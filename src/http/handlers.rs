use super::state::AppState;
use crate::bridge::run_call_leg;
use crate::config::Config;
use crate::media::{WebSocketTransport, CALL_ID_PARAMETER};
use crate::twiml::{Stream, VoiceResponse};
use axum::{
    extract::{ws::WebSocketUpgrade, Query, State},
    http::{header, StatusCode},
    response::{IntoResponse, Response},
    Form,
};
use serde::Deserialize;
use tracing::info;

/// Path of the media stream WebSocket
pub const MEDIA_PATH: &str = "/media";

// ============================================================================
// Request Types
// ============================================================================

/// Voice webhook form posted by the telephony platform when a call arrives
#[derive(Debug, Default, Deserialize)]
pub struct VoiceWebhook {
    #[serde(rename = "CallSid", default)]
    pub call_sid: String,
}

/// `?callSid=` on the re-entry webhook and the media stream
#[derive(Debug, Default, Deserialize)]
pub struct CallParams {
    #[serde(rename = "callSid", alias = "CallSid", default)]
    pub call_sid: String,
}

// ============================================================================
// Helpers
// ============================================================================

/// WebSocket URL the platform streams call audio to
pub fn media_stream_url(config: &Config, call_id: &str) -> String {
    let base = format!("{}{}", config.service.ws_base(), MEDIA_PATH);
    match reqwest::Url::parse_with_params(&base, &[(CALL_ID_PARAMETER, call_id)]) {
        Ok(url) => url.to_string(),
        Err(_) => format!("{}?{}={}", base, CALL_ID_PARAMETER, call_id),
    }
}

fn stream_block(config: &Config, call_id: &str) -> Stream {
    Stream::new(media_stream_url(config, call_id)).parameter(CALL_ID_PARAMETER, call_id)
}

fn twiml_response(doc: VoiceResponse) -> Response {
    (
        StatusCode::OK,
        [(header::CONTENT_TYPE, "text/xml")],
        doc.to_xml(),
    )
        .into_response()
}

// ============================================================================
// Handlers
// ============================================================================

/// POST /voice
/// Start streaming a new call and greet the caller
pub async fn voice(State(state): State<AppState>, Form(form): Form<VoiceWebhook>) -> Response {
    let config = &state.config;
    let stream = stream_block(config, &form.call_sid);
    info!("[VOICE] callSid={} streaming to {}", form.call_sid, stream.url);

    let doc = VoiceResponse::new()
        .connect_stream(stream)
        .say(&config.greeting.text, Some(config.greeting.language.as_str()))
        .pause(config.greeting.pause_secs);

    twiml_response(doc)
}

/// GET|POST /voice_stream_continue?callSid=...
/// Re-open the media stream after a spoken reply
pub async fn voice_stream_continue(
    State(state): State<AppState>,
    Query(params): Query<CallParams>,
) -> Response {
    let config = &state.config;
    let stream = stream_block(config, &params.call_sid);
    info!("[VOICE_CONTINUE] re-opening stream for {}", params.call_sid);

    let doc = VoiceResponse::new()
        .connect_stream(stream)
        .pause(config.greeting.pause_secs);

    twiml_response(doc)
}

/// GET /media?callSid=... (WebSocket)
/// One media leg of a call
pub async fn media_stream(
    ws: WebSocketUpgrade,
    State(state): State<AppState>,
    Query(params): Query<CallParams>,
) -> Response {
    ws.on_upgrade(move |socket| async move {
        let transport = WebSocketTransport::new(socket);
        run_call_leg(&state.bridge, &params.call_sid, transport).await;
    })
}

/// GET /health
/// Health check endpoint
pub async fn health_check() -> impl IntoResponse {
    (StatusCode::OK, "OK")
}
//! Metrics for mongolite
//!
//! Thin wrappers over the `metrics` facade. Nothing is recorded unless the
//! binary installs a recorder (see the Prometheus exporter in `mongolite`).

use metrics::{counter, histogram};

/// Record an inbound message by opcode name
pub fn record_request(op: &'static str) {
    counter!("mongolite_requests_total", "op" => op).increment(1);
}

/// Record documents appended to a collection
pub fn record_documents_inserted(count: u64) {
    counter!("mongolite_documents_inserted_total").increment(count);
}

/// Record documents sent back in a reply
pub fn record_documents_returned(count: u64) {
    counter!("mongolite_documents_returned_total").increment(count);
}

/// Record a dispatched administrative command
pub fn record_command(command: &str, ok: bool) {
    counter!(
        "mongolite_commands_total",
        "command" => command.to_string(),
        "ok" => if ok { "1" } else { "0" }
    )
    .increment(1);
}

/// Record an accepted connection
pub fn record_connection() {
    counter!("mongolite_connections_total").increment(1);
}

/// Record a frame rejected by the codec
pub fn record_malformed_message() {
    counter!("mongolite_malformed_messages_total").increment(1);
}

/// Record time spent routing one message
pub fn record_route_latency(op: &'static str, latency_us: f64) {
    histogram!("mongolite_route_duration_us", "op" => op).record(latency_us);
}
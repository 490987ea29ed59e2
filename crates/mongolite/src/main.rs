//! mongolite - in-memory legacy wire protocol server
//!
//! Accepts OP_INSERT, OP_QUERY and OP_GET_MORE, keeps every collection in
//! memory and answers a small set of administrative commands.

#![forbid(unsafe_code)]
#![warn(clippy::all, clippy::pedantic)]

use clap::{Parser, Subcommand};
use tracing::info;
use anyhow::Result;

mod config;
mod server;

use server::Node;

#[derive(Parser)]
#[command(name = "mongolite")]
#[command(author, version, about = "mongolite - in-memory wire protocol server", long_about = None)]
#[command(propagate_version = true)]
struct Cli {
    #[command(subcommand)]
    command: Commands,
}

#[derive(Subcommand)]
enum Commands {
    /// Start the server
    Serve {
        /// Configuration file path (TOML or JSON); defaults apply when missing
        #[arg(short, long, default_value = "mongolite.toml", env = "MONGOLITE_CONFIG")]
        config: String,

        /// Host to bind, overriding the configuration file
        #[arg(long, env = "MONGOLITE_HOST")]
        host: Option<String>,

        /// Port to bind, overriding the configuration file
        #[arg(short, long, env = "MONGOLITE_PORT")]
        port: Option<u16>,
    },

    /// Show version information
    Version,
}

#[tokio::main]
async fn main() -> Result<()> {
    let cli = Cli::parse();

    match cli.command {
        Commands::Serve { config, host, port } => {
            let mut config = config::load(&config).await?;
            config::apply_overrides(&mut config, host, port);
            config::init_tracing(&config.logging)?;

            info!("Starting mongolite...");
            let node = Node::new(config)?;

            let shutdown = async {
                tokio::signal::ctrl_c().await.ok();
                info!("Shutdown signal received");
            };

            tokio::select! {
                result = node.run() => result?,
                () = shutdown => {}
            }
        }

        Commands::Version => {
            println!("mongolite version {}", env!("CARGO_PKG_VERSION"));
        }
    }

    Ok(())
}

◇ ◇ ◇

From the records above, please extract every line and repeat it exactly.

filename src/http/handlers.rs
use super::state::AppState;
use crate::bridge::run_call_leg;
use crate::config::Config;
use crate::media::{WebSocketTransport, CALL_ID_PARAMETER};
use crate::twiml::{Stream, VoiceResponse};
use axum::{
    extract::{ws::WebSocketUpgrade, Query, State},
    http::{header, StatusCode},
    response::{IntoResponse, Response},
    Form,
};
use serde::Deserialize;
use tracing::info;

/// Path of the media stream WebSocket
pub const MEDIA_PATH: &str = "/media";

// ============================================================================
// Request Types
// ============================================================================

/// Voice webhook form posted by the telephony platform when a call arrives
#[derive(Debug, Default, Deserialize)]
pub struct VoiceWebhook {
    #[serde(rename = "CallSid", default)]
    pub call_sid: String,
}

/// `?callSid=` on the re-entry webhook and the media stream
#[derive(Debug, Default, Deserialize)]
pub struct CallParams {
    #[serde(rename = "callSid", alias = "CallSid", default)]
    pub call_sid: String,
}

// ============================================================================
// Helpers
// ============================================================================

/// WebSocket URL the platform streams call audio to
pub fn media_stream_url(config: &Config, call_id: &str) -> String {
    let base = format!("{}{}", config.service.ws_base(), MEDIA_PATH);
    match reqwest::Url::parse_with_params(&base, &[(CALL_ID_PARAMETER, call_id)]) {
        Ok(url) => url.to_string(),
        Err(_) => format!("{}?{}={}", base, CALL_ID_PARAMETER, call_id),
    }
}

fn stream_block(config: &Config, call_id: &str) -> Stream {
    Stream::new(media_stream_url(config, call_id)).parameter(CALL_ID_PARAMETER, call_id)
}

fn twiml_response(doc: VoiceResponse) -> Response {
    (
        StatusCode::OK,
        [(header::CONTENT_TYPE, "text/xml")],
        doc.to_xml(),
    )
        .into_response()
}

// ============================================================================
// Handlers
// ============================================================================

/// POST /voice
/// Start streaming a new call and greet the caller
pub async fn voice(State(state): State<AppState>, Form(form): Form<VoiceWebhook>) -> Response {
    let config = &state.config;
    let stream = stream_block(config, &form.call_sid);
    info!("[VOICE] callSid={} streaming to {}", form.call_sid, stream.url);

    let doc = VoiceResponse::new()
        .connect_stream(stream)
        .say(&config.greeting.text, Some(config.greeting.language.as_str()))
        .pause(config.greeting.pause_secs);

    twiml_response(doc)
}

/// GET|POST /voice_stream_continue?callSid=...
/// Re-open the media stream after a spoken reply
pub async fn voice_stream_continue(
    State(state): State<AppState>,
    Query(params): Query<CallParams>,
) -> Response {
    let config = &state.config;
    let stream = stream_block(config, &params.call_sid);
    info!("[VOICE_CONTINUE] re-opening stream for {}", params.call_sid);

    let doc = VoiceResponse::new()
        .connect_stream(stream)
        .pause(config.greeting.pause_secs);

    twiml_response(doc)
}

/// GET /media?callSid=... (WebSocket)
/// One media leg of a call
pub async fn media_stream(
    ws: WebSocketUpgrade,
    State(state): State<AppState>,
    Query(params): Query<CallParams>,
) -> Response {
    ws.on_upgrade(move |socket| async move {
        let transport = WebSocketTransport::new(socket);
        run_call_leg(&state.bridge, &params.call_sid, transport).await;
    })
}

/// GET /health
/// Health check endpoint
pub async fn health_check() -> impl IntoResponse {
    (StatusCode::OK, "OK")
}
//! Metrics for mongolite
//!
//! Thin wrappers over the `metrics` facade. Nothing is recorded unless the
//! binary installs a recorder (see the Prometheus exporter in `mongolite`).

use metrics::{counter, histogram};

/// Record an inbound message by opcode name
pub fn record_request(op: &'static str) {
    counter!("mongolite_requests_total", "op" => op).increment(1);
}

/// Record documents appended to a collection
pub fn record_documents_inserted(count: u64) {
    counter!("mongolite_documents_inserted_total").increment(count);
}

/// Record documents sent back in a reply
pub fn record_documents_returned(count: u64) {
    counter!("mongolite_documents_returned_total").increment(count);
}

/// Record a dispatched administrative command
pub fn record_command(command: &str, ok: bool) {
    counter!(
        "mongolite_commands_total",
        "command" => command.to_string(),
        "ok" => if ok { "1" } else { "0" }
    )
    .increment(1);
}

/// Record an accepted connection
pub fn record_connection() {
    counter!("mongolite_connections_total").increment(1);
}

/// Record a frame rejected by the codec
pub fn record_malformed_message() {
    counter!("mongolite_malformed_messages_total").increment(1);
}

/// Record time spent routing one message
pub fn record_route_latency(op: &'static str, latency_us: f64) {
    histogram!("mongolite_route_duration_us", "op" => op).record(latency_us);
}
repository 490987ea29ed59e2
filename crates/mongolite/src/main.rs
//! mongolite - in-memory legacy wire protocol server
//!
//! Accepts OP_INSERT, OP_QUERY and OP_GET_MORE, keeps every collection in
//! memory and answers a small set of administrative commands.

#![forbid(unsafe_code)]
#![warn(clippy::all, clippy::pedantic)]

use clap::{Parser, Subcommand};
use tracing::info;
use anyhow::Result;

mod config;
mod server;

use server::Node;

#[derive(Parser)]
#[command(name = "mongolite")]
#[command(author, version, about = "mongolite - in-memory wire protocol server", long_about = None)]
#[command(propagate_version = true)]
struct Cli {
    #[command(subcommand)]
    command: Commands,
}

#[derive(Subcommand)]
enum Commands {
    /// Start the server
    Serve {
        /// Configuration file path (TOML or JSON); defaults apply when missing
        #[arg(short, long, default_value = "mongolite.toml", env = "MONGOLITE_CONFIG")]
        config: String,

        /// Host to bind, overriding the configuration file
        #[arg(long, env = "MONGOLITE_HOST")]
        host: Option<String>,

        /// Port to bind, overriding the configuration file
        #[arg(short, long, env = "MONGOLITE_PORT")]
        port: Option<u16>,
    },

    /// Show version information
    Version,
}

#[tokio::main]
async fn main() -> Result<()> {
    let cli = Cli::parse();

    match cli.command {
        Commands::Serve { config, host, port } => {
            let mut config = config::load(&config).await?;
            config::apply_overrides(&mut config, host, port);
            config::init_tracing(&config.logging)?;

            info!("Starting mongolite...");
            let node = Node::new(config)?;

            let shutdown = async {
                tokio::signal::ctrl_c().await.ok();
                info!("Shutdown signal received");
            };

            tokio::select! {
                result = node.run() => result?,
                () = shutdown => {}
            }
        }

        Commands::Version => {
            println!("mongolite version {}", env!("CARGO_PKG_VERSION"));
        }
    }

    Ok(())
}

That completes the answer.